Stored data entries:
Segment Open
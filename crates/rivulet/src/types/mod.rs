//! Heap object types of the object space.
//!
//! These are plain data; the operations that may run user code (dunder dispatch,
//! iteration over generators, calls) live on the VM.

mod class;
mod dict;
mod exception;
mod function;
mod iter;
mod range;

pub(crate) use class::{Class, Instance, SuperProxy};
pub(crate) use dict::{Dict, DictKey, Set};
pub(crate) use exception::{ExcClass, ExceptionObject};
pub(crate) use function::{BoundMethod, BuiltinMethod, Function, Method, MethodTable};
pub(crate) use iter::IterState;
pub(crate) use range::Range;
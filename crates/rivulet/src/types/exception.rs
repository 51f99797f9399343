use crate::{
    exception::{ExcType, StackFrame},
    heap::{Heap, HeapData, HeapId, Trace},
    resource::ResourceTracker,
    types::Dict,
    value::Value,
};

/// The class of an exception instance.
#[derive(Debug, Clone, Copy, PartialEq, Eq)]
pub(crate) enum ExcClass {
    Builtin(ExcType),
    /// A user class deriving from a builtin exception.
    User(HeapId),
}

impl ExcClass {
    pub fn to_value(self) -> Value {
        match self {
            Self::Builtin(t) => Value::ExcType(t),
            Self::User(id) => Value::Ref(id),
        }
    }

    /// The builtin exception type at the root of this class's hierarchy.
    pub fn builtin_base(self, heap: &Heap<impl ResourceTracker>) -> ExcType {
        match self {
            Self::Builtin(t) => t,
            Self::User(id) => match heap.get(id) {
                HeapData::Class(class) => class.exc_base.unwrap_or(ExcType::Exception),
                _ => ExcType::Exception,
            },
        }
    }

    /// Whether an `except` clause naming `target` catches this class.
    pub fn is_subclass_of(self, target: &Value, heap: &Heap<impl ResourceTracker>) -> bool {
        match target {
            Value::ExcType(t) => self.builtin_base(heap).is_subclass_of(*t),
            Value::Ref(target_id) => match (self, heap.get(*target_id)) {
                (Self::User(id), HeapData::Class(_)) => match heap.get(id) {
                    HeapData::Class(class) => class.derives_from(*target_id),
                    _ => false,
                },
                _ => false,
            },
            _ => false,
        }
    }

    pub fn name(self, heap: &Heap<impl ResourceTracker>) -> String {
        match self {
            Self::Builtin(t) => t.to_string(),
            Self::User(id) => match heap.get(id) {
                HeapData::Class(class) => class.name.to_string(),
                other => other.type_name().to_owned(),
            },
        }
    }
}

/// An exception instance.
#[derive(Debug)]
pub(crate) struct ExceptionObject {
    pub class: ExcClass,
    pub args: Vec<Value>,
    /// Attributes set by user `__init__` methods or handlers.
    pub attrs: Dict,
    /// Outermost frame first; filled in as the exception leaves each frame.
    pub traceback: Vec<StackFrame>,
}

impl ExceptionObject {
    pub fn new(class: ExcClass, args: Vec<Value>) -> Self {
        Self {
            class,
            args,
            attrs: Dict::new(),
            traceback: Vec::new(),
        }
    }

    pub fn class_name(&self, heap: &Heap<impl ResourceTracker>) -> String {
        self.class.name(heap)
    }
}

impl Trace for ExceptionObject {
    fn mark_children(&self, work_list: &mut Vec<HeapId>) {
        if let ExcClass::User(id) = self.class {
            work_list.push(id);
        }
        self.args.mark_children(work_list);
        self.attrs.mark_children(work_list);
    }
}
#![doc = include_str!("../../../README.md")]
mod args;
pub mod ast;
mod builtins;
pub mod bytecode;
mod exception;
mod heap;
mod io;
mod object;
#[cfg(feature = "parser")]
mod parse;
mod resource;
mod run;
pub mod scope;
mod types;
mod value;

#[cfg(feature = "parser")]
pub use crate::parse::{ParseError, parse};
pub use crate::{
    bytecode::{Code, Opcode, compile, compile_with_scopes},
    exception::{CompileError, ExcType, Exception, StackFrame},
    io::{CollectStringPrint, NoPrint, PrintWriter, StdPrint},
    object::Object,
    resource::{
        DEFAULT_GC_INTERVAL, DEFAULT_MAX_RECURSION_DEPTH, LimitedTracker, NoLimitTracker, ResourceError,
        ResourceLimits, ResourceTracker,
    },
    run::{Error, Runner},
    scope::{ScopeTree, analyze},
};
Segment Closed
Work to complete:
All lines above that include the word "Debug" should be located and copied.

Written solution:
#[derive(Debug, Clone, Copy, PartialEq, Eq)]
#[derive(Debug)]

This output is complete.